=== THE RECORDS ===
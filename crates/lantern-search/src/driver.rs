//! The sequential search loop: query, classify, record, propagate.

use std::collections::HashMap;
use std::fmt;

use lantern_domain::{Assignment, FlagSpace};
use tracing::{debug, info};

use crate::closure::implied_assignments;
use crate::frontier::Frontier;

/// Classified outcome of one oracle query.
#[derive(Debug, Clone, PartialEq, Eq)]
pub enum Verdict {
    Verified { steps: u64 },
    Falsified { steps: u64 },
    /// The prover reported an internal or environment fault.
    ProverError,
    /// The query exceeded its wall-clock budget.
    Timeout,
    /// The prover's rewrite engine reported a warning that makes the run
    /// unusable; the truth value is unknown.
    Inconsistent,
}

impl Verdict {
    /// Proof step count for decided verdicts.
    pub fn steps(&self) -> Option<u64> {
        match self {
            Verdict::Verified { steps } | Verdict::Falsified { steps } => Some(*steps),
            _ => None,
        }
    }

    /// Whether this verdict carries a truth value and may propagate.
    pub fn is_decided(&self) -> bool {
        matches!(self, Verdict::Verified { .. } | Verdict::Falsified { .. })
    }
}

/// A fault that invalidates the whole run, as opposed to an outcome for one
/// assignment. Unclassifiable output is an integration defect and must not
/// be recorded as if it were a verdict.
#[derive(Debug, thiserror::Error)]
pub enum OracleFailure {
    #[error("unclassifiable oracle response: {details}")]
    MalformedResponse { details: String },

    #[error("failed to invoke oracle: {details}")]
    Invocation { details: String },
}

/// The external decision procedure, seen through its classification
/// contract only. Transport (process, RPC) is the implementor's business.
pub trait Oracle {
    fn query(&mut self, assignment: &Assignment) -> Result<Verdict, OracleFailure>;
}

/// Recorded status of a resolved assignment.
#[derive(Debug, Clone, Copy, PartialEq, Eq)]
pub enum Status {
    Verified,
    Falsified,
    ProverError,
    Timeout,
    Inconsistent,
}

impl Status {
    pub fn is_decided(&self) -> bool {
        matches!(self, Status::Verified | Status::Falsified)
    }
}

impl From<&Verdict> for Status {
    fn from(verdict: &Verdict) -> Self {
        match verdict {
            Verdict::Verified { .. } => Status::Verified,
            Verdict::Falsified { .. } => Status::Falsified,
            Verdict::ProverError => Status::ProverError,
            Verdict::Timeout => Status::Timeout,
            Verdict::Inconsistent => Status::Inconsistent,
        }
    }
}

impl fmt::Display for Status {
    fn fmt(&self, f: &mut fmt::Formatter<'_>) -> fmt::Result {
        let s = match self {
            Status::Verified => "verified",
            Status::Falsified => "falsified",
            Status::ProverError => "prover-error",
            Status::Timeout => "timeout",
            Status::Inconsistent => "inconsistent",
        };
        write!(f, "{s}")
    }
}

/// How an assignment's verdict was established.
#[derive(Debug, Clone, Copy, PartialEq, Eq)]
pub enum Provenance {
    /// The oracle was invoked for this assignment.
    Queried,
    /// Settled by propagation from a related queried assignment; the step
    /// count is not a fresh measurement and is left unset.
    Implied,
}

/// The recorded outcome for one assignment.
#[derive(Debug, Clone, PartialEq, Eq)]
pub struct VerdictRecord {
    /// The property the oracle was asked about (the lemma name).
    pub label: String,
    pub status: Status,
    pub steps: Option<u64>,
    /// Active flags of the assignment, in dimension order.
    pub flags: Vec<String>,
    pub provenance: Provenance,
}

/// What to do with assignments resolved by propagation.
#[derive(Debug, Clone, Copy, PartialEq, Eq, Default)]
pub enum PropagationPolicy {
    /// Record them with the triggering status and no step count.
    #[default]
    Record,
    /// Leave them out of the result map entirely, matching the legacy
    /// behavior of reporting only queried assignments.
    Omit,
}

#[derive(Debug, thiserror::Error)]
pub enum SearchError {
    #[error("oracle failure on {assignment}: {source}")]
    Oracle {
        assignment: String,
        #[source]
        source: OracleFailure,
    },
}

/// Outcome of a completed search run.
#[derive(Debug)]
pub struct SearchReport {
    /// Resolved records in generation order.
    pub rows: Vec<VerdictRecord>,
    /// Number of oracle invocations performed.
    pub queries: u64,
    /// Size of the full assignment universe.
    pub universe_size: usize,
}

fn record_for(
    label: &str,
    status: Status,
    steps: Option<u64>,
    assignment: &Assignment,
    provenance: Provenance,
) -> VerdictRecord {
    VerdictRecord {
        label: label.to_string(),
        status,
        steps,
        flags: assignment
            .active_flags()
            .into_iter()
            .map(str::to_string)
            .collect(),
        provenance,
    }
}

/// Drive the search to completion: every assignment in the universe ends up
/// either queried and recorded, or resolved by propagation. Error-kind
/// verdicts are terminal for their assignment and never propagate; an
/// [`OracleFailure`] aborts the whole run.
pub fn run_search<O: Oracle>(
    space: &FlagSpace,
    oracle: &mut O,
    label: &str,
    policy: PropagationPolicy,
) -> Result<SearchReport, SearchError> {
    let mut frontier = Frontier::new(space);
    let mut results: HashMap<Assignment, VerdictRecord> = HashMap::new();
    let mut queries = 0u64;

    while let Some(assignment) = frontier.pop() {
        queries += 1;
        debug!(%assignment, query = queries, "querying oracle");

        let verdict = oracle
            .query(&assignment)
            .map_err(|source| SearchError::Oracle {
                assignment: assignment.to_string(),
                source,
            })?;

        let status = Status::from(&verdict);
        results.insert(
            assignment.clone(),
            record_for(label, status, verdict.steps(), &assignment, Provenance::Queried),
        );

        let verified = match verdict {
            Verdict::Verified { .. } => true,
            Verdict::Falsified { .. } => false,
            // Terminal for this assignment; truth value unknown, nothing to
            // propagate.
            _ => continue,
        };

        let mut pruned = 0usize;
        for implied in implied_assignments(&assignment, verified, space) {
            if !frontier.remove(&implied) {
                continue;
            }
            pruned += 1;
            if policy == PropagationPolicy::Record {
                results.insert(
                    implied.clone(),
                    record_for(label, status, None, &implied, Provenance::Implied),
                );
            }
        }
        if pruned > 0 {
            debug!(%assignment, pruned, "propagated verdict to related assignments");
        }
    }

    let universe_size = frontier.universe().len();
    info!(label, queries, universe_size, "search complete");

    let mut rows = Vec::with_capacity(results.len());
    for assignment in frontier.universe() {
        if let Some(record) = results.remove(assignment) {
            rows.push(record);
        }
    }
    Ok(SearchReport {
        rows,
        queries,
        universe_size,
    })
}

=== EXERCISE INSTRUCTIONS ===
Set aside each line above that includes the string "order" and report it.

=== SOLUTION BELOW ===
    /// Active flags of the assignment, in dimension order.
    /// Resolved records in generation order.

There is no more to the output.